**Try it**
In how many lines of the entries below does "handlers" appear? Give only the number.

*** Data under study Section Begins ***

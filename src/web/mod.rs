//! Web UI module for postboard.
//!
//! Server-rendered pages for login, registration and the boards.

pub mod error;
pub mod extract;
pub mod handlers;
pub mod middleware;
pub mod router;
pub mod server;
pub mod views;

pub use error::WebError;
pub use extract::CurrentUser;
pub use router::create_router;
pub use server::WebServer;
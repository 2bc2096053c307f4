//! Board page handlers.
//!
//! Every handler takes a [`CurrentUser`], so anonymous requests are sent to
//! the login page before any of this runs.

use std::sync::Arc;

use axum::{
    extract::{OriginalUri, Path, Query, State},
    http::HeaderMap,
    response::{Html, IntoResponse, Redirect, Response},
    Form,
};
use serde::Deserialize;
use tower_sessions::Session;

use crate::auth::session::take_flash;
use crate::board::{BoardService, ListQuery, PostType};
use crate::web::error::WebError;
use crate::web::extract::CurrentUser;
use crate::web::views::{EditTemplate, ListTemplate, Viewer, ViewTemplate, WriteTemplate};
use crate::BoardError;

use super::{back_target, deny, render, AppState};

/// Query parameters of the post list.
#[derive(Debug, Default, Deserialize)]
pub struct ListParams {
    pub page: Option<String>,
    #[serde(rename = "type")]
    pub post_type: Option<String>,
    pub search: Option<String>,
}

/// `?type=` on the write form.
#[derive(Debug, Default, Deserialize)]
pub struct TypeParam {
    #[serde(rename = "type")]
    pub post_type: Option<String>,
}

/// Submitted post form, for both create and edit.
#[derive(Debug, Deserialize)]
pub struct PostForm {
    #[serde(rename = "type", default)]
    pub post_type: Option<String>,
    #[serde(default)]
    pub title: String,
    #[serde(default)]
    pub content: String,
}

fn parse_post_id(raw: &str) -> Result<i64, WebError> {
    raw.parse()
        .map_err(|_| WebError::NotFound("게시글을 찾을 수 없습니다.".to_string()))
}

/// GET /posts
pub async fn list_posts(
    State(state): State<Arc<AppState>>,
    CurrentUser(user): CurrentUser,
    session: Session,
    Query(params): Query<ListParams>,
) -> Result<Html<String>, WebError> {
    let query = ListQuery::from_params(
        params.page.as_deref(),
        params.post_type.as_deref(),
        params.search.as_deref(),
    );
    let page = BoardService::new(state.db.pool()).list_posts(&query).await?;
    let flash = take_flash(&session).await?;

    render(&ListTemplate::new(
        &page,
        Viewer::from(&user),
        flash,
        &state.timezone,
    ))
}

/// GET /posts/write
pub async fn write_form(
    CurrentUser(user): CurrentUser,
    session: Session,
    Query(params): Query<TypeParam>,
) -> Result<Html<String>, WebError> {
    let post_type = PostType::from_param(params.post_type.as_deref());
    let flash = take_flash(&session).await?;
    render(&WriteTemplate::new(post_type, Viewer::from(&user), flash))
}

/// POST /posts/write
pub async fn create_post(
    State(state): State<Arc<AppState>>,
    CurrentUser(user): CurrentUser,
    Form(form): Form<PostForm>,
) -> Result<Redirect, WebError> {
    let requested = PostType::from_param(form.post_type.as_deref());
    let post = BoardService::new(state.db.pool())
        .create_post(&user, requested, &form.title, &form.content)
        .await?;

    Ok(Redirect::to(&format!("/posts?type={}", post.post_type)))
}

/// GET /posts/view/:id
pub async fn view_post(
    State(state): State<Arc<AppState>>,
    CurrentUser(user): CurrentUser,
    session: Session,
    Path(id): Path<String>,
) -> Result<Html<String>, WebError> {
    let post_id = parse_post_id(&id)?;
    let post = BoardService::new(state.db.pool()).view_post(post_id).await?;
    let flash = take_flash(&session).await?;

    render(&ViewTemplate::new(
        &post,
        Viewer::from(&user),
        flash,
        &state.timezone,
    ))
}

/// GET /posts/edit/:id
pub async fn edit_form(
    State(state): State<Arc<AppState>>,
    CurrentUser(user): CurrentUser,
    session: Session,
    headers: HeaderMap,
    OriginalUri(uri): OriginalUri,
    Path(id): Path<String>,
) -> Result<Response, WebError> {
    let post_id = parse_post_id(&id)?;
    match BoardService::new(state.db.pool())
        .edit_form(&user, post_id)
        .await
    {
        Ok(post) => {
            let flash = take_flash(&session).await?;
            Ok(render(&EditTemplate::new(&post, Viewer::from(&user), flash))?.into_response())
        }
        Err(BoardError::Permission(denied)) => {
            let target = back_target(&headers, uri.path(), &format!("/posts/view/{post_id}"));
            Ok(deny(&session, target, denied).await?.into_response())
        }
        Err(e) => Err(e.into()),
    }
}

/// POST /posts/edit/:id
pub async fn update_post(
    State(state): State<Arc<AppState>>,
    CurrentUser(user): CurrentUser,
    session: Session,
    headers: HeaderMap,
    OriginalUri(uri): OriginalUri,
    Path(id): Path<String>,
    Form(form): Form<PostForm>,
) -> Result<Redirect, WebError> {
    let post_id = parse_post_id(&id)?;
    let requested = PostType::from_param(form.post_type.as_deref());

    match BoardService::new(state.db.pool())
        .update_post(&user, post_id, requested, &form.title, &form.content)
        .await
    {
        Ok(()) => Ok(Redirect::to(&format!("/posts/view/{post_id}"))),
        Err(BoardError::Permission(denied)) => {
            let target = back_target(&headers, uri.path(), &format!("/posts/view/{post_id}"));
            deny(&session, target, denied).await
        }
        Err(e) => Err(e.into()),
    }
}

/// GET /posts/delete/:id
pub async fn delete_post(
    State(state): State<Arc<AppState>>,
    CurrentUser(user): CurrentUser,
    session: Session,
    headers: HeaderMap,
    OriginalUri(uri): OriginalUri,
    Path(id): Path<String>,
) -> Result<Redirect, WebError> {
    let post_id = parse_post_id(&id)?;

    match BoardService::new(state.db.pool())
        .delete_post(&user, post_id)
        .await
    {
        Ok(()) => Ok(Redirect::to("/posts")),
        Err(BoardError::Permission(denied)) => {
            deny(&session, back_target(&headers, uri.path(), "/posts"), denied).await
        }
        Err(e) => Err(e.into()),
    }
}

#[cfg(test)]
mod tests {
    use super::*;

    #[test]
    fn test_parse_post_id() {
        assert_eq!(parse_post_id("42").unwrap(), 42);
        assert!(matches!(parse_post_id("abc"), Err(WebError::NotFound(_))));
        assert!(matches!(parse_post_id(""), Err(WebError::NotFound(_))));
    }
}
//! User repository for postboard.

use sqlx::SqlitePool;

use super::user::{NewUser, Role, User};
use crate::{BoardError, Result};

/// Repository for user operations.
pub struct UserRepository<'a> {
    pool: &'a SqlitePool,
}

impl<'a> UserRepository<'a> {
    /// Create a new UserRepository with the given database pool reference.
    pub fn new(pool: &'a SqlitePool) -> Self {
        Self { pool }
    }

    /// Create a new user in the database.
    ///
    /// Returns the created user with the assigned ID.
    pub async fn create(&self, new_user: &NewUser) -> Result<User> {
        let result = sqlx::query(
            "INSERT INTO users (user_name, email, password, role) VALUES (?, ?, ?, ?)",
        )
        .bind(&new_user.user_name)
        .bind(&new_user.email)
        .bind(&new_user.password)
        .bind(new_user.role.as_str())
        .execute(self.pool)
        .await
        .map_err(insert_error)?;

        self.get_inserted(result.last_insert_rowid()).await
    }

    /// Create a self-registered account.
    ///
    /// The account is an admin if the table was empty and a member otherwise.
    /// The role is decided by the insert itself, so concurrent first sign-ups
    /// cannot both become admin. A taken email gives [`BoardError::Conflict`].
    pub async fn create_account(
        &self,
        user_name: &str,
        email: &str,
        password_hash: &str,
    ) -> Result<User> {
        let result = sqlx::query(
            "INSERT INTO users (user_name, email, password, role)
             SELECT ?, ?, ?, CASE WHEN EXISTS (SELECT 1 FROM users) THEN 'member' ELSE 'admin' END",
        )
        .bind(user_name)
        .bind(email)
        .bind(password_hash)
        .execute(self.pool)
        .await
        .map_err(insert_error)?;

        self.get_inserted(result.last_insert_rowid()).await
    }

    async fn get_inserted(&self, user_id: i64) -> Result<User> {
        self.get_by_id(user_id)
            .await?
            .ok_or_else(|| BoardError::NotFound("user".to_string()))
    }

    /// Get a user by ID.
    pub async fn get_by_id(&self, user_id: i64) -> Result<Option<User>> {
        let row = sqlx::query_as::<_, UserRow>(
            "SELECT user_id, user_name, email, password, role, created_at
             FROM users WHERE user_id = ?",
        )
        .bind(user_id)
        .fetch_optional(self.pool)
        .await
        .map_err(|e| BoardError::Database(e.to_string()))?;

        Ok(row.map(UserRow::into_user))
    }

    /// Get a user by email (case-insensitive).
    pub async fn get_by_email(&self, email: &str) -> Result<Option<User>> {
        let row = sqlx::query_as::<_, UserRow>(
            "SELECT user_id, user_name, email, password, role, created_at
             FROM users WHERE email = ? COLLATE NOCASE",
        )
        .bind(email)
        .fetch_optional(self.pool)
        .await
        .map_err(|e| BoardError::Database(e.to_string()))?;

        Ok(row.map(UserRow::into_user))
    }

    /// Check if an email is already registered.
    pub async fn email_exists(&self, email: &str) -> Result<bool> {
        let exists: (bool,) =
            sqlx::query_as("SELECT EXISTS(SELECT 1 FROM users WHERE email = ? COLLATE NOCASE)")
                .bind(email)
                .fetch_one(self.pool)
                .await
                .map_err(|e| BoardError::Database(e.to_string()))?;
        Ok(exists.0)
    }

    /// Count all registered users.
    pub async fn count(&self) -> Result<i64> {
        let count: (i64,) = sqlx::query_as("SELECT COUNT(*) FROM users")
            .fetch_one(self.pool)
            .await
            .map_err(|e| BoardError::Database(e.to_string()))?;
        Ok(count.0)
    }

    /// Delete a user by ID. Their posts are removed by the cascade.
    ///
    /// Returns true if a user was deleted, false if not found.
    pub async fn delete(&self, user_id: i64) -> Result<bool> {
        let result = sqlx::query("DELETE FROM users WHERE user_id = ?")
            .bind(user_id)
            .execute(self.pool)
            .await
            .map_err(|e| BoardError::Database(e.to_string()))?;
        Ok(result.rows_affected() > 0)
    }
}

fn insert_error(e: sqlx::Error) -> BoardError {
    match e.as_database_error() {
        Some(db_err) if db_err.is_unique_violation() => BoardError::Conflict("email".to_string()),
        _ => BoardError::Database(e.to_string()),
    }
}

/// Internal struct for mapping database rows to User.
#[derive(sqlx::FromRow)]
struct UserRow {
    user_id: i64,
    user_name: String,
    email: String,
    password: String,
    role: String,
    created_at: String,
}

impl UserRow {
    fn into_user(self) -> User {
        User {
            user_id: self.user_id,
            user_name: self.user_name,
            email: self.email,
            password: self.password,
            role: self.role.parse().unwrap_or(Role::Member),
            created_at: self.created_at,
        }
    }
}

*** Data under study Section Ends ***

**Solution to this problem**
2